Pixel remarketing is nothing new, especially for websites whose products take a long time to sell, i.e. three or four visits before conversion. How many visits did it take you to a website before that favourite pair of trousers you are now proudly wearing? (No, well you know what I mean.)

Whilst social shop fronts are increasing, in other words, where people enter your store/website, organic search is still is the biggest driver of traffic, generally speaking, and the cheapest in terms of ROI.

Getting people to convert at visit #1 is tricky and, so as to not lose this potential customer,  a pixel allows you to track your visitors and market to them down the line.

Again, nothing new.

What is, however, is that we’re seeing SEO KPIs move towards volume being the most important metric (quality traffic of course), NOT conversions. The conversion KPIs fall under the remit of those who are heading up the remarketing. Once again this depends largely on the type of website but for most eCommerce sites this is increasingly the case.

 

 

Marketplace Optimisation

 

With products and services increasingly being delivered directly from websites to the SERPs (search engine results pages), optimising your site to ensure search engines are able to capture these products is increasingly important, especially as more people are converting directly in the SERPs.

Many SEOs argue that this is bad because the website in question is not receiving any of the traffic hits, thus potentially undermining its authority. However, the reality for most retailers is that, if they can sell directly on the SERPs then they should.

pursuit of excellent web design

Site Speed

 

We are impatient.

That is pretty much all I need to say about this.

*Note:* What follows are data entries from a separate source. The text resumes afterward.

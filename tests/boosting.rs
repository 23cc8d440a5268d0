//! End-to-end training, evaluation and persistence tests.

use lightgbm_dart::*;
use ndarray::{Array1, Array2};
use tempfile::TempDir;

mod common;
use common::*;

fn mse(predictions: &Array2<f64>, labels: &Array1<f32>) -> f64 {
    predictions
        .column(0)
        .iter()
        .zip(labels.iter())
        .map(|(p, &y)| (p - f64::from(y)).powi(2))
        .sum::<f64>()
        / labels.len() as f64
}

#[test]
fn test_regression_loss_decreases() {
    for boosting_type in [BoostingType::GBDT, BoostingType::DART] {
        let features = create_test_features_regression(300, 4);
        let labels = create_test_labels_regression(&features);
        let train = Dataset::new(features.clone(), labels.clone(), None).unwrap();

        let config = dart_config(0.1, 0.5)
            .boosting_type(boosting_type)
            .num_iterations(30)
            .build()
            .unwrap();
        let mut booster = create_boosting(config, train).unwrap();

        let baseline = mse(&Array2::zeros((300, 1)), &labels);
        assert_eq!(booster.train().unwrap(), 30);
        let predictions = booster.predict_raw(&features.view(), None).unwrap();
        assert!(mse(&predictions, &labels) < baseline * 0.5);
    }
}

#[test]
fn test_binary_dart_training() {
    let features = create_test_features_regression(200, 3);
    let labels = Array1::from_shape_fn(200, |i| if features[[i, 0]] > 0.0 { 1.0 } else { 0.0 });
    let train = Dataset::new(features.clone(), labels.clone(), None).unwrap();
    let config = dart_config(0.2, 0.0)
        .objective(ObjectiveType::Binary)
        .num_iterations(20)
        .build()
        .unwrap();
    let mut booster = create_boosting(config, train).unwrap();
    booster.train().unwrap();

    let raw = booster.predict_raw(&features.view(), None).unwrap();
    let correct = raw
        .column(0)
        .iter()
        .zip(labels.iter())
        .filter(|(&s, &y)| (s > 0.0) == (y > 0.5))
        .count();
    assert!(correct > 180);
}

#[test]
fn test_weighted_training_runs() {
    let features = create_test_features_regression(100, 2);
    let labels = create_test_labels_regression(&features);
    let weights = create_test_weights(100);
    let train = Dataset::new(features, labels, Some(weights)).unwrap();
    let config = dart_config(0.2, 0.0).num_iterations(5).build().unwrap();
    let mut booster = create_boosting(config, train.clone()).unwrap();
    booster.train().unwrap();
    assert_eq!(booster.current_iteration(), 5);
}

#[test]
fn test_dart_early_stopping_keeps_trees() {
    let train = regression_dataset(200, 3, 21);
    // Unrelated labels: validation loss cannot keep improving.
    let valid_features = create_test_features_regression(80, 3);
    let valid_labels = Array1::from_shape_fn(80, |i| if i % 2 == 0 { 10.0 } else { -10.0 });
    let valid = Dataset::new(valid_features, valid_labels, None).unwrap();

    let config = dart_config(0.1, 0.5)
        .num_iterations(200)
        .early_stopping_rounds(Some(3))
        .build()
        .unwrap();
    let mut booster = DART::new(config, train).unwrap();
    booster.add_valid_dataset(valid.clone()).unwrap();
    let rounds = booster.train().unwrap();

    assert!(rounds < 200);
    assert_eq!(booster.models().len(), rounds);
    assert!(booster.last_round().unwrap().stopped);
    let best = booster.gbdt().best_iteration().unwrap();
    assert!(best <= rounds);
    let gbdt = booster.gbdt();
    assert_accumulator_consistent(gbdt.valid_score(0).unwrap(), gbdt.models(), 1, &valid);
}

#[test]
fn test_model_round_trip_predictions() {
    let train = regression_dataset(150, 3, 22);
    let config = dart_config(0.3, 0.0).num_iterations(10).build().unwrap();
    let mut booster = DART::new(config, train.clone()).unwrap();
    booster.train().unwrap();

    let dir = TempDir::new().unwrap();
    let path = dir.path().join("dart_model.json");
    let model = booster.to_model();
    model.save_to_file(&path).unwrap();
    let loaded = Model::load_from_file(&path).unwrap();
    assert_eq!(loaded, model);
    assert_eq!(loaded.boosting_type, BoostingType::DART);
    assert_eq!(loaded.num_iterations(), 10);

    // Predictions on the training data reproduce the training accumulator.
    let predictions = loaded.predict_raw(&train.features(), None).unwrap();
    for (i, &score) in booster.gbdt().training_score().iter().enumerate() {
        assert!((predictions[[i, 0]] - score).abs() < 1e-9);
    }

    let partial = loaded.predict_raw(&train.features(), Some(3)).unwrap();
    let direct = booster.predict_raw(&train.features(), Some(3)).unwrap();
    assert_eq!(partial, direct);
}

#[test]
fn test_config_file_drives_boosting() {
    let dir = TempDir::new().unwrap();
    let path = dir.path().join("dart.toml");
    std::fs::write(
        &path,
        r#"
boosting_type = "dart"
num_iterations = 4
num_leaves = 5
min_data_in_leaf = 5
drop_rate = 1.0
skip_drop = 0.0
xgboost_dart_mode = true
"#,
    )
    .unwrap();

    let config = Config::load_from_file(&path).unwrap();
    assert_eq!(config.dart_params().mode, NormalizationMode::Xgboost);
    let mut booster = create_boosting(config, regression_dataset(100, 2, 23)).unwrap();
    assert_eq!(booster.name(), "dart");
    assert_eq!(booster.train().unwrap(), 4);

    // Round 2 dropped round 1 with k = 1: final factor 1 / (lr + 1), then round 3 (k = 2).
    let w0 = booster.models()[0].shrinkage();
    let expected = 0.1 * (1.0 / 1.1) * (2.0 / 2.1) * (3.0 / 3.1);
    assert!((w0 - expected).abs() < 1e-12);
}

#[test]
fn test_invalid_probability_rejected_at_build() {
    assert!(dart_config(1.2, 0.0).build().is_err());
    assert!(dart_config(0.1, -0.5).build().is_err());
}

#[test]
fn test_logging_init_is_idempotent() {
    init_with_verbosity(VerbosityLevel::Debug);
    init();
    assert!(is_initialized());
}
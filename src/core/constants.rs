//! Default configuration values and numerical constants.

use crate::core::types::*;

/// Default minimum number of data points required in a leaf.
pub const DEFAULT_MIN_DATA_IN_LEAF: DataSize = 20;

/// Default minimum sum of hessian values required in a leaf.
/// Provides numerical stability for leaf value calculation.
pub const DEFAULT_MIN_SUM_HESSIAN_IN_LEAF: f64 = 1e-3;

/// Default maximum tree depth. Negative value means no limit.
pub const DEFAULT_MAX_DEPTH: i32 = -1;

/// Default number of leaves for each tree.
pub const DEFAULT_NUM_LEAVES: usize = 31;

/// Default learning rate (shrinkage) for gradient boosting.
pub const DEFAULT_LEARNING_RATE: f64 = 0.1;

/// Default L2 regularization parameter.
pub const DEFAULT_LAMBDA_L2: f64 = 0.0;

/// Default number of boosting iterations.
pub const DEFAULT_NUM_ITERATIONS: usize = 100;

/// Default number of classes.
pub const DEFAULT_NUM_CLASS: usize = 1;

/// Default early stopping tolerance.
pub const DEFAULT_EARLY_STOPPING_TOLERANCE: f64 = 0.0;

/// Default number of threads for parallel processing.
/// 0 means use the global rayon pool.
pub const DEFAULT_NUM_THREADS: usize = 0;

/// Default metric output frequency in iterations.
pub const DEFAULT_METRIC_FREQ: usize = 1;

/// Default verbosity level for logging.
pub const DEFAULT_VERBOSITY: VerbosityLevel = VerbosityLevel::Info;

/// Default probability of skipping the dropout step for a whole round.
pub const DEFAULT_SKIP_DROP: f64 = 0.5;

/// Default per-round dropout probability.
pub const DEFAULT_DROP_RATE: f64 = 0.1;

/// Default seed of the dropout random stream.
pub const DEFAULT_DROP_SEED: u64 = 4;

/// Small epsilon used to keep denominators away from zero.
pub const K_EPSILON: f64 = 1e-15;

/// Probabilities are clipped to `[K_MIN_PROB, 1 - K_MIN_PROB]` in log losses.
pub const K_MIN_PROB: f64 = 1e-15;

/// Library version string.
pub const LIGHTGBM_DART_VERSION: &str = env!("CARGO_PKG_VERSION");
//! Tree structures and tree learning.
//!
//! [`Tree`] is the weak learner stored in the ensemble; its cumulative
//! shrinkage is the per-tree weight that DART rescales in place.
//! [`SerialTreeLearner`] fits a new tree to one class's gradients.

pub mod learner;
pub mod node;
pub mod tree;

pub use learner::{SerialTreeLearner, SerialTreeLearnerConfig, TreeLearner};
pub use node::TreeNode;
pub use tree::Tree;
//! Early stopping on validation metrics.
//!
//! One tracker watches one (validation set, metric) pair. Training stops as
//! soon as any tracker has gone `patience` evaluations without improving by
//! more than `min_delta`.

use crate::core::types::IterationIndex;

/// Configuration for early stopping behavior.
#[derive(Debug, Clone)]
pub struct EarlyStoppingConfig {
    /// Number of evaluations to wait for improvement before stopping
    pub patience: usize,
    /// Minimum improvement required to reset the patience counter
    pub min_delta: f64,
    /// Whether lower metric values are better
    pub minimize: bool,
}

impl Default for EarlyStoppingConfig {
    fn default() -> Self {
        EarlyStoppingConfig {
            patience: 10,
            min_delta: 0.0,
            minimize: true,
        }
    }
}

/// Tracks one metric and decides when to stop training.
#[derive(Debug, Clone)]
pub struct EarlyStopping {
    config: EarlyStoppingConfig,
    best: Option<(f64, IterationIndex)>,
    rounds_without_improvement: usize,
    stopped: bool,
}

impl EarlyStopping {
    /// Creates a monitor that has seen no metric yet.
    pub fn new(config: EarlyStoppingConfig) -> Self {
        EarlyStopping {
            config,
            best: None,
            rounds_without_improvement: 0,
            stopped: false,
        }
    }

    /// Records the metric observed after `iteration` and returns whether to stop.
    pub fn update(&mut self, metric: f64, iteration: IterationIndex) -> bool {
        if self.stopped {
            return true;
        }

        let improved = match self.best {
            None => true,
            Some((best, _)) => {
                let gain = if self.config.minimize {
                    best - metric
                } else {
                    metric - best
                };
                gain > self.config.min_delta
            }
        };

        if improved {
            self.best = Some((metric, iteration));
            self.rounds_without_improvement = 0;
        } else {
            self.rounds_without_improvement += 1;
        }

        if self.rounds_without_improvement >= self.config.patience {
            self.stopped = true;
            log::info!(
                "Early stopping triggered at iteration {} (best was {} at iteration {})",
                iteration,
                self.best_metric(),
                self.best_iteration()
            );
        }
        self.stopped
    }

    /// Returns true if early stopping has been triggered.
    pub fn should_stop(&self) -> bool {
        self.stopped
    }

    /// Best metric value observed so far (infinite before the first update).
    pub fn best_metric(&self) -> f64 {
        match self.best {
            Some((metric, _)) => metric,
            None if self.config.minimize => f64::INFINITY,
            None => f64::NEG_INFINITY,
        }
    }

    /// Iteration where the best metric was observed (0 before the first update).
    pub fn best_iteration(&self) -> IterationIndex {
        self.best.map_or(0, |(_, iteration)| iteration)
    }

    /// Evaluations since the last improvement.
    pub fn patience_counter(&self) -> usize {
        self.rounds_without_improvement
    }
}
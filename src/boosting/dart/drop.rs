//! Selection of the rounds dropped in a DART round.

use crate::core::utils::random::Random;

/// Seeded choice of which earlier rounds to drop.
///
/// Draw order is fixed: one draw for the skip decision, then, unless the
/// round is skipped, one draw per earlier round in ascending order.
#[derive(Debug, Clone)]
pub struct DropSelector {
    skip_drop: f64,
    drop_rate: f64,
    random: Random,
    draw_count: u64,
}

impl DropSelector {
    /// Creates a selector whose stream is seeded with `seed`.
    pub fn new(skip_drop: f64, drop_rate: f64, seed: u64) -> Self {
        DropSelector {
            skip_drop,
            drop_rate,
            random: Random::with_seed(seed as i32),
            draw_count: 0,
        }
    }

    /// Picks round indices in `[0, num_rounds)` to drop, ascending.
    pub fn select(&mut self, num_rounds: usize) -> Vec<usize> {
        if self.next_double() < self.skip_drop {
            return Vec::new();
        }
        let mut dropped = Vec::new();
        for round in 0..num_rounds {
            if self.next_double() < self.drop_rate {
                dropped.push(round);
            }
        }
        dropped
    }

    /// Number of random draws consumed so far.
    pub fn draw_count(&self) -> u64 {
        self.draw_count
    }

    fn next_double(&mut self) -> f64 {
        self.draw_count += 1;
        self.random.next_double()
    }
}
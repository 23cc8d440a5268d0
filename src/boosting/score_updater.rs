//! Running per-example, per-class score sums.
//!
//! Every dataset the booster tracks (the training set and each validation
//! set) owns one accumulator. The buffer is class-major:
//! `score[class * num_data + i]`.

use crate::core::types::{DataSize, Score};
use crate::dataset::Dataset;
use crate::tree::Tree;

/// Accumulates the current weighted output of trees over one dataset.
pub trait ScoreAccumulator: Send {
    /// Adds `tree`'s current scaled output for `class` to every example.
    fn add_score(&mut self, tree: &Tree, class: usize);

    /// Full score buffer, `num_data * num_class` long.
    fn score(&self) -> &[Score];

    /// Number of examples.
    fn num_data(&self) -> DataSize;

    /// Number of classes.
    fn num_class(&self) -> usize;

    /// Score slice of one class.
    fn class_score(&self, class: usize) -> &[Score] {
        let n = self.num_data();
        &self.score()[class * n..(class + 1) * n]
    }
}

/// Score accumulator backed by an owned dataset.
#[derive(Debug, Clone)]
pub struct ScoreUpdater {
    data: Dataset,
    score: Vec<Score>,
    num_class: usize,
}

impl ScoreUpdater {
    /// Creates a zero-initialised accumulator over `data`.
    pub fn new(data: Dataset, num_class: usize) -> Self {
        let score = vec![0.0; data.num_data() * num_class];
        ScoreUpdater {
            data,
            score,
            num_class,
        }
    }

    /// Dataset this accumulator scores.
    pub fn data(&self) -> &Dataset {
        &self.data
    }
}

impl ScoreAccumulator for ScoreUpdater {
    fn add_score(&mut self, tree: &Tree, class: usize) {
        let n = self.data.num_data();
        let slot = &mut self.score[class * n..(class + 1) * n];
        tree.add_prediction_to_score(&self.data.features(), slot);
    }

    fn score(&self) -> &[Score] {
        &self.score
    }

    fn num_data(&self) -> DataSize {
        self.data.num_data()
    }

    fn num_class(&self) -> usize {
        self.num_class
    }
}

But just to drive home how impatient we really are, here are a few stats from 2018:

  • 46% of users say waiting for a page to load is the most frustrating thing to them online.
  • It takes a shocking average of 15 seconds for mobile web pages to load
  • With websites that load in less than 4.5 seconds there is a 70% increase in session duration
  • A 100 millisecond delay causes a 7% drop in conversion
  • 79% of shoppers say that if they experience something negative on a webpage they will not return to that site – even bad grammar, so I’m buggered
  • Pages that load in under 2.5 seconds have an average bounce rate of 9%. This increase to over 38% if the load time takes longer than 5 seconds

 

 

Mobile First

 

It’s here and it’s here to stay.

If you aren’t already, then you should be prioritising mobile over desktop, or at least giving them the same amount of attention during the design phase.

Also, and forgive me for perhaps stating the obvious, it’s always worth bearing in mind that the design you implement on desktop, might take longer to load on mobile.

Read our article on how to build accelerated mobile pages 

 

Authority

 

Not page authority as in Moz’s mectric. No, Authority as in – are you an authority or expert in your field?

As has been crudely demonstrated in this post, don’t write about things you don’t know about.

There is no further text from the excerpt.